Parkingi Park&Ride raz mają więcej raz mniej samochodów. Drogowcy znaleźli winnego – pandemię



Zarząd Dróg Miejskich i Komunikacji Publicznej po interpelacji radnego Szymona Roga przedstawił statystyki dla systemu Park&Ride za kwiecień i maj – w pierwszym z tych miesięcy mieliśmy prawie 1,8 tys. parkowań, a w maju ponad 2,2 tys., co jednak jest w głównej mierze zasługą parkingu przy Grudziądzkiej. Bilety okresowe nie cieszą się również specjalnym zainteresowaniem.

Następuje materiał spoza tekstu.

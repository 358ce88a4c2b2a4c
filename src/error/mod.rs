//! Error handling module for the consolidator

use thiserror::Error;

/// Main error type for consolidator operations
#[derive(Error, Debug)]
pub enum ConsolidatorError {
    /// Bad path or configuration input
    #[error("Invalid argument: {message}")]
    InvalidArgument { message: String },

    /// Scanned file name does not follow `<camera>_<yyyy-mm-dd>_<hh-mm-ss>.<ext>`
    #[error("Malformed clip file name: {name}. Expected <camera>_<yyyy-mm-dd>_<hh-mm-ss>.<ext>")]
    MalformedFilename { name: String },

    /// Two files map to the same camera/date/time
    #[error("Duplicate clip {key}: '{first}' and '{second}'")]
    DuplicateClipKey {
        key: String,
        first: String,
        second: String,
    },

    /// Media probe failed for a single file
    #[error("Failed to probe {path}: {message}")]
    ProbeError { path: String, message: String },

    /// Rendering a job failed
    #[error("Failed to render {output}: {message}")]
    RenderError { output: String, message: String },

    /// Persistent mapping could not be read or written
    #[error("Store error at {path}: {message}")]
    Store { path: String, message: String },

    /// A spawned task panicked or was cancelled
    #[error("Background task failed: {message}")]
    Task { message: String },

    /// I/O error
    #[error("I/O error: {0}")]
    IoError(#[from] std::io::Error),

    /// JSON error
    #[error("JSON error: {0}")]
    JsonError(#[from] serde_json::Error),

    /// TOML error
    #[error("TOML error: {0}")]
    TomlError(#[from] toml::de::Error),
}

impl ConsolidatorError {
    /// Shorthand for [`ConsolidatorError::InvalidArgument`]
    pub fn invalid(message: impl Into<String>) -> Self {
        Self::InvalidArgument {
            message: message.into(),
        }
    }

    /// Per-file and per-job failures are recorded and skipped; everything else stops the run.
    pub fn is_fatal(&self) -> bool {
        !matches!(self, Self::ProbeError { .. } | Self::RenderError { .. })
    }
}

impl From<tokio::task::JoinError> for ConsolidatorError {
    fn from(err: tokio::task::JoinError) -> Self {
        Self::Task {
            message: err.to_string(),
        }
    }
}

/// Result type alias for consolidator operations
pub type ConsolidatorResult<T> = std::result::Result<T, ConsolidatorError>;
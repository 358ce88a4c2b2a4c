//! Command implementations

use anyhow::{Context, Result};
use tracing::info;

use crate::app::{AppContainer, DefaultAppContainer, RunReport, ScanInteractor};
use crate::cli::args::{ConfigArgs, RunArgs, ScanArgs};
use crate::config::{ConfigLayer, LayeredConfig};
use crate::engine::progress::{ConsoleProgressReporter, ProgressSink, PROGRESS_CHANNEL_CAPACITY};
use crate::utils::path::PathContext;

async fn load_config(layer: ConfigLayer) -> Result<LayeredConfig> {
    let paths = PathContext::from_env().context("Failed to read working directory")?;
    LayeredConfig::load(layer, paths)
        .await
        .context("Failed to load configuration")
}

/// Execute the run command
pub async fn run(config_args: &ConfigArgs, args: &RunArgs) -> Result<RunReport> {
    let mut layer = config_args.to_layer();
    args.apply(&mut layer);
    let config = load_config(layer).await?;

    let (sink, reporter) = if args.no_progress {
        (ProgressSink::disabled(), None)
    } else {
        let (sink, rx) = ProgressSink::channel(PROGRESS_CHANNEL_CAPACITY);
        (sink, Some(ConsoleProgressReporter::default().spawn(rx)))
    };

    let container = DefaultAppContainer::new(sink);
    let report = container.consolidate_interactor().execute(&config).await;

    // Dropping the last sink ends the reporter
    drop(container);
    if let Some(reporter) = reporter {
        reporter.await.context("Progress reporter failed")?;
    }

    let report = report.context("Consolidation failed")?;
    if !report.is_success() {
        anyhow::bail!(
            "{} of {} jobs failed",
            report.failed.len(),
            report.rendered + report.failed.len()
        );
    }
    Ok(report)
}

/// Execute the scan command
pub async fn scan(config_args: &ConfigArgs, args: &ScanArgs) -> Result<()> {
    let config = load_config(config_args.to_layer()).await?;
    let settings = config.resolve().context("Invalid configuration")?;

    let container = DefaultAppContainer::new(ProgressSink::disabled());
    let index = container
        .scan_interactor()
        .scan(&settings.vids_dir, &settings.extension)
        .await
        .with_context(|| format!("Failed to scan {}", settings.vids_dir.display()))?;
    let rows = ScanInteractor::summarize(&index);

    if args.json {
        let json = serde_json::to_string_pretty(&rows).context("Failed to serialize scan")?;
        println!("{}", json);
        return Ok(());
    }

    println!("Recordings in {}", settings.vids_dir.display());
    let mut current_camera = None;
    for row in &rows {
        if current_camera != Some(row.camera.as_str()) {
            println!("Camera {}:", row.camera);
            current_camera = Some(row.camera.as_str());
        }
        println!("  {}  {:>5} clips", row.date, row.clips);
    }
    println!(
        "{} files, {} cameras, {} dates",
        index.len(),
        index.cameras().len(),
        index.dates().len()
    );
    Ok(())
}

/// Execute the clean command
pub async fn clean(config_args: &ConfigArgs) -> Result<()> {
    let config = load_config(config_args.to_layer()).await?;
    let settings = config.resolve().context("Invalid configuration")?;

    let container = DefaultAppContainer::new(ProgressSink::disabled());
    let removed = container
        .clean_interactor()
        .execute(settings.cache_file())
        .await
        .context("Failed to clean cache")?;
    info!("Cache clean complete");
    println!("Removed {} stale cache entries", removed);
    Ok(())
}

W kwietniu przy ulicy Grudziądzkiej zaparkowało 1256 pojazdów co stanowiło ponad 70% parkowań na całym Park&Ride, w maju z tego parkingu skorzystano 1617 razy czyli ponad 71% ogółu. Parking na Grudziądzkiej usadowiony jest na obszarze strefy płatnego parkowania, jest to jedyne miejsce, gdzie można zapłacić za parkowanie kartą, co może wpływać na cenę biletów.

 

Jak wyglądają pozostałe parkingi?

Tutaj mamy sytuację dość dynamiczną, bowiem parkingi, które początkowo miały lepsze wyniki zaczęły tracić. Przykładem tego jest parking przy ulicy Kujawskiej, który w drugim miesiącu aktywności w grudniu przekroczył 700 parkowań. W kwietniu na Kujawskiej było już niewiele ponad 300 parkowań, a w maju tylko 171. ZDMiKP w mediach społecznościowych chwalił się ostatnio parkingiem na Leśnym, który w maju zbliżył się do 500 parkowań, choć jeszcze w grudniu miał ledwo 39 parkowań dziennie. Tym samym Leśne wysunęło się na pozycję wicelidera (po parkingu z Grudziądzkiej), tylko jak zsumujemy Grudziądzką i Leśne, to te dwa parkingi generują już ponad 91% całego ruchu dla Park&Ride.

 

W maju na trzecim miejscu znalazło się Przylesie w Fordonie z 18 parkowaniami, co jest jednak znacznym wzrostem, bowiem w listopadzie były to 3 pojazdy na miesiąc. Stawkę zamyka Węzeł Zachodni, choć w kwietniu na tym parkingu odnotowano 64 pojazdy (być może był to jednorazowy wynik spowodowany Wielkanocą i ulokowaniem go obok kościoła), w maju mamy już jednak tylko 10 parkowań.

 

Promocja widać mało kusząca

Od 1 kwietnia decyzją radnych można kupić bilety okresowe na Park&Ride (w odróżnieniu od polskich dużych miast nie jest u nas honorowana sieciówka z komunikacji miejskiej) – w kwietniu kupiono 21 takich biletów, z tego 12 na 30 dni. W maju 24 bilety z tego 17 na 30 dni. Są to niewielkie liczby.

 

Winna pandemia

Radny pytał w interpelacji o spełnienie celu jakim jest 250 tys. parkowań w roku, co zadeklarowano starając się o dofinansowanie z Unii Europejskiej. Ostatnie wyniki niespecjalnie dają szansę na osiągnięcie tego wyniku w najbliższym czasie. Według zastępcy prezydenta Mirosława Kozłowicza na razie nie ma powodów do obaw, bowiem zawarto aneks iż projekt formalnie zakończy się ostatniego dnia 2023 roku, a pomiar nastąpi dopiero rok po tym terminie, czyli kluczowy ma być dla rozliczeń z Unią Europejską rok 2025.

 

Kozłowicz nie wyklucza, że zostanie złożony wniosek, aby zmniejszyć wymóg 250 tys., bowiem ten szacunek zrobiono w 2018 roku – ,,przed pandemią, która w sposób trwały wpłynęła na zmiany w mobilności miejskiej”.